I hate, absolutely hate all of these people who feel like every generation of new consoles should be about nothing other than just prettier graphics. There are plenty of tech companies who have no vision for entertainment beyond prettier graphics, Microsoft fortunately is not one of those companies.

When do you get paid from MS because the way you are talking shows your unshaken love for MS and their anti-consumer policies. This whole cloud gimmick is nothing but a restriction on users. Using words innovative and forward reaching does not make draconian policies more appealing. No matter how you try to decorate a pig it will remain a pig.

MVD said,
The only demo I"m interested in is Microsoft showing how the Kinect can be unplugged and the console still function. Until then, me no care. And all this Cloud gimmickery is for the naive, the same types that bought 3DTV's and are now wondering why.

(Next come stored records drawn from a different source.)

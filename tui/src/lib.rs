//! TUI rendering for EventHorizon using ratatui.

mod diagnostics;
mod effects;
mod format;
mod input;
mod sidebar;
mod theme;
mod viewport;

pub use effects::apply_modal_effect;
pub use input::{InputPump, apply_event, handle_events};
pub use theme::{Glyphs, Palette, glyphs, palette, spinner_frame, styles};

use ratatui::Frame;
use ratatui::layout::{Alignment, Constraint, Layout, Rect};
use ratatui::style::{Modifier, Style};
use ratatui::text::{Line, Span};
use ratatui::widgets::{Block, Clear, Padding, Paragraph};

use horizon_engine::{App, InputMode, RunState};

use self::diagnostics::{DIAGNOSTICS_HEIGHT, draw_diagnostics};
use self::sidebar::{SIDEBAR_WIDTH, draw_sidebar};
use self::viewport::draw_viewport;

/// Key reference shown by the help overlay, grouped by section.
const HELP_SECTIONS: &[(&str, &[(&str, &str)])] = &[
    (
        "Command Center",
        &[
            ("Up/Down j/k", "select parameter"),
            ("Left/Right h/l", "adjust parameter"),
            ("Enter r", "run simulation"),
            ("Esc", "cancel run"),
            ("n", "new random seed"),
            ("p", "save parameters as defaults"),
            ("e", "export run"),
        ],
    ),
    (
        "Playback",
        &[
            ("Space", "play / pause"),
            ("[ ]", "slower / faster"),
            (", .", "step one frame"),
            ("g", "restart"),
            ("L", "toggle looping"),
        ],
    ),
    (
        "Camera",
        &[
            ("a d", "rotate"),
            ("w s", "tilt"),
            ("+ -", "zoom"),
            ("0", "reset view"),
            ("t", "toggle trails"),
        ],
    ),
    ("General", &[("?", "toggle this help"), ("q Ctrl-C", "quit")]),
];

/// Main draw function
pub fn draw(frame: &mut Frame, app: &mut App) {
    let options = app.ui_options();
    let palette = palette(options);
    let glyphs = glyphs(options);

    let bg_block = Block::default().style(Style::default().bg(palette.bg_dark));
    frame.render_widget(bg_block, frame.area());

    let [body, status_bar] =
        Layout::vertical([Constraint::Min(1), Constraint::Length(1)]).areas(frame.area());
    let [sidebar, scene] =
        Layout::horizontal([Constraint::Length(SIDEBAR_WIDTH), Constraint::Min(1)]).areas(body);
    let [view, strip] =
        Layout::vertical([Constraint::Min(3), Constraint::Length(DIAGNOSTICS_HEIGHT)])
            .areas(scene);

    draw_sidebar(frame, app, sidebar, &palette, &glyphs);
    draw_viewport(frame, app, view, &palette, &glyphs);
    draw_diagnostics(frame, app, strip, &palette, &glyphs);
    draw_status_bar(frame, app, status_bar, &palette);

    if app.input_mode() == InputMode::Help {
        draw_help(frame, app, &palette);
    }
}

fn draw_status_bar(frame: &mut Frame, app: &App, area: Rect, palette: &Palette) {
    let state = app.run_state();
    let state_color = match state {
        RunState::Idle => palette.text_secondary,
        RunState::Running(_) => palette.primary,
        RunState::Ready(_) => palette.success,
        RunState::Failed(_) => palette.error,
    };

    let hints: &[(&str, &str)] = match state {
        RunState::Running(_) => &[("Esc", "cancel"), ("?", "help"), ("q", "quit")],
        RunState::Ready(_) => &[
            ("Space", "play"),
            ("a/d w/s", "orbit"),
            ("+/-", "zoom"),
            ("e", "export"),
            ("?", "help"),
            ("q", "quit"),
        ],
        RunState::Idle | RunState::Failed(_) => &[
            ("Enter", "run"),
            ("Up/Down", "select"),
            ("Left/Right", "adjust"),
            ("?", "help"),
            ("q", "quit"),
        ],
    };

    let mut spans = vec![
        Span::styled(
            format!(" {} ", state.label()),
            Style::default()
                .fg(palette.bg_dark)
                .bg(state_color)
                .add_modifier(Modifier::BOLD),
        ),
        Span::raw(" "),
    ];
    for (key, action) in hints {
        spans.push(Span::styled(*key, styles::key_highlight(palette)));
        spans.push(Span::styled(format!(" {action}  "), styles::key_hint(palette)));
    }

    frame.render_widget(Paragraph::new(Line::from(spans)), area);
}

fn draw_help(frame: &mut Frame, app: &mut App, palette: &Palette) {
    let area = frame.area();

    let mut lines: Vec<Line> = Vec::new();
    for (i, (section, keys)) in HELP_SECTIONS.iter().enumerate() {
        if i > 0 {
            lines.push(Line::from(""));
        }
        lines.push(Line::from(Span::styled(
            *section,
            Style::default()
                .fg(palette.primary)
                .add_modifier(Modifier::BOLD),
        )));
        for (key, action) in *keys {
            lines.push(Line::from(vec![
                Span::styled(format!("  {key:<16}"), styles::key_highlight(palette)),
                Span::styled(*action, Style::default().fg(palette.text_secondary)),
            ]));
        }
    }
    lines.push(Line::from(""));
    lines.push(
        Line::from(Span::styled(
            "Press any key to close",
            Style::default()
                .fg(palette.text_muted)
                .add_modifier(Modifier::ITALIC),
        ))
        .alignment(Alignment::Center),
    );

    let width = 52.min(area.width.saturating_sub(4));
    let height = (lines.len() as u16 + 4).min(area.height.saturating_sub(2));
    let base_area = Rect {
        x: area.x + (area.width.saturating_sub(width) / 2),
        y: area.y + (area.height.saturating_sub(height) / 2),
        width,
        height,
    };

    let elapsed = app.frame_elapsed();
    let (help_area, effect_done) = if let Some(effect) = app.modal_effect_mut() {
        effect.advance(elapsed);
        (
            apply_modal_effect(effect, base_area, area),
            effect.is_finished(),
        )
    } else {
        (base_area, false)
    };
    if effect_done {
        app.clear_modal_effect();
    }

    frame.render_widget(Clear, help_area);
    let block = theme::panel(app.ui_options())
        .border_style(Style::default().fg(palette.primary))
        .style(Style::default().bg(palette.bg_panel))
        .padding(Padding::uniform(1))
        .title(Line::from(Span::styled(" Keys ", styles::title(palette))));
    frame.render_widget(Paragraph::new(lines).block(block), help_area);
}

You can disable it completely and you can also pause it. Just because you are closed minded and don't like innovative things doesn't mean you aren't naive yourself.

The good news is not everyone is as ignorant as you are and frankly that is a win.

Auditor said,

When do you get paid from MS because the way you are talking shows your unshaken love for MS and their anti-consumer policies. This whole cloud gimmick is nothing but a restriction on users. Using words innovative and forward reaching does not make draconian policies more appealing. No matter how you try to decorate a pig it will remain a pig.

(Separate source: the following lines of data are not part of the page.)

use crate::{Body, Vec3};

/// Phase-space state of the whole system: one position and one velocity per body.
///
/// Invariant: `positions.len() == velocities.len()`.
#[derive(Debug, Clone, PartialEq, Default)]
pub struct PhaseState {
    pub positions: Vec<Vec3>,
    pub velocities: Vec<Vec3>,
}

impl PhaseState {
    #[must_use]
    pub fn zeros(len: usize) -> Self {
        Self {
            positions: vec![Vec3::ZERO; len],
            velocities: vec![Vec3::ZERO; len],
        }
    }

    #[must_use]
    pub fn from_bodies(bodies: &[Body]) -> Self {
        Self {
            positions: bodies.iter().map(|b| b.position).collect(),
            velocities: bodies.iter().map(|b| b.velocity).collect(),
        }
    }

    #[must_use]
    pub fn len(&self) -> usize {
        self.positions.len()
    }

    #[must_use]
    pub fn is_empty(&self) -> bool {
        self.positions.is_empty()
    }

    #[must_use]
    pub fn is_finite(&self) -> bool {
        self.positions
            .iter()
            .chain(&self.velocities)
            .all(|v| v.is_finite())
    }

    /// `self = base + Σ cᵢ·kᵢ`, componentwise.
    ///
    /// Every state involved must have the same length as `self`.
    pub fn set_linear_combination(&mut self, base: &PhaseState, terms: &[(f64, &PhaseState)]) {
        debug_assert_eq!(self.len(), base.len());
        for i in 0..self.len() {
            let mut r = base.positions[i];
            let mut v = base.velocities[i];
            for (c, k) in terms {
                r += k.positions[i] * *c;
                v += k.velocities[i] * *c;
            }
            self.positions[i] = r;
            self.velocities[i] = v;
        }
    }
}
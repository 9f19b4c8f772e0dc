use std::ops::Range;

use horizon_core::scenario::view_extent;
use horizon_types::Vec3;

use super::App;
use crate::camera::Camera;
use crate::playback::Playback;

/// Degrees per rotate/tilt key press.
const ROTATE_STEP: f64 = 10.0;
const TILT_STEP: f64 = 5.0;

impl App {
    pub fn playback(&self) -> &Playback {
        &self.core.playback
    }

    pub fn camera(&self) -> &Camera {
        &self.ui.camera
    }

    pub fn show_trails(&self) -> bool {
        self.ui.show_trails
    }

    /// Frame being shown.
    pub fn current_frame(&self) -> usize {
        self.core.playback.frame()
    }

    /// Positions at the current frame of the ready run.
    pub fn current_positions(&self) -> Option<&[Vec3]> {
        self.ready_run()?.positions_at(self.current_frame())
    }

    pub fn current_time(&self) -> Option<f64> {
        self.ready_run()?.time_at(self.current_frame())
    }

    pub fn toggle_playback(&mut self) {
        self.core.playback.toggle();
    }

    pub fn step_frame(&mut self, delta: isize) {
        self.core.playback.step(delta);
    }

    pub fn restart_playback(&mut self) {
        self.core.playback.restart();
    }

    pub fn toggle_looping(&mut self) {
        self.core.playback.toggle_looping();
    }

    pub fn faster(&mut self) {
        self.core.playback.faster();
    }

    pub fn slower(&mut self) {
        self.core.playback.slower();
    }

    pub fn rotate_left(&mut self) {
        self.ui.camera.rotate(-ROTATE_STEP);
    }

    pub fn rotate_right(&mut self) {
        self.ui.camera.rotate(ROTATE_STEP);
    }

    pub fn tilt_up(&mut self) {
        self.ui.camera.tilt(TILT_STEP);
    }

    pub fn tilt_down(&mut self) {
        self.ui.camera.tilt(-TILT_STEP);
    }

    pub fn zoom_in(&mut self) {
        self.ui.camera.zoom_in();
    }

    pub fn zoom_out(&mut self) {
        self.ui.camera.zoom_out();
    }

    pub fn reset_camera(&mut self) {
        self.ui.camera.reset();
    }

    pub fn toggle_trails(&mut self) {
        self.ui.show_trails = !self.ui.show_trails;
    }

    /// Half-width of the scene cube: the ready run's, else the sidebar scenario's.
    pub fn view_extent(&self) -> f64 {
        match self.ready_run() {
            Some(run) => run.extent(),
            None => view_extent(&self.core.params),
        }
    }

    /// Frames whose positions make up the trail ending at `frame`.
    pub fn trail_window(&self, frame: usize) -> Range<usize> {
        let end = frame + 1;
        let start = match self.core.render.trail_length {
            Some(len) if len > 0 => end.saturating_sub(len),
            _ => 0,
        };
        start..end
    }
}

Using cliched non-responses like accusing someone of being on some company's payroll, or using empty imagery like "a pig is still a pig", doesn't make your opinion more valid or relevant. No matter how you try to sound aggressive, you'll only ever be aggravating. Participate meaningfully or acknowledge your opinion is irrelevant.

Avatar Roku said,
If this console didn't have Kinect or server side computing power honestly there would be very little exciting or new about it beyond graphics. The new Kinect is amazing and cloud computing has enormous potential for certain data intensive applications.

If all you care about is better graphics then why not just upgrade the video card in your PC? Kudos to the Microsoft Xbox team for working on something truly innovative and forward reaching.

I hate, absolutely hate all of these people who feel like every generation of new consoles should be about nothing other than just prettier graphics. There are plenty of tech companies who have no vision for entertainment beyond prettier graphics, Microsoft fortunately is not one of those companies.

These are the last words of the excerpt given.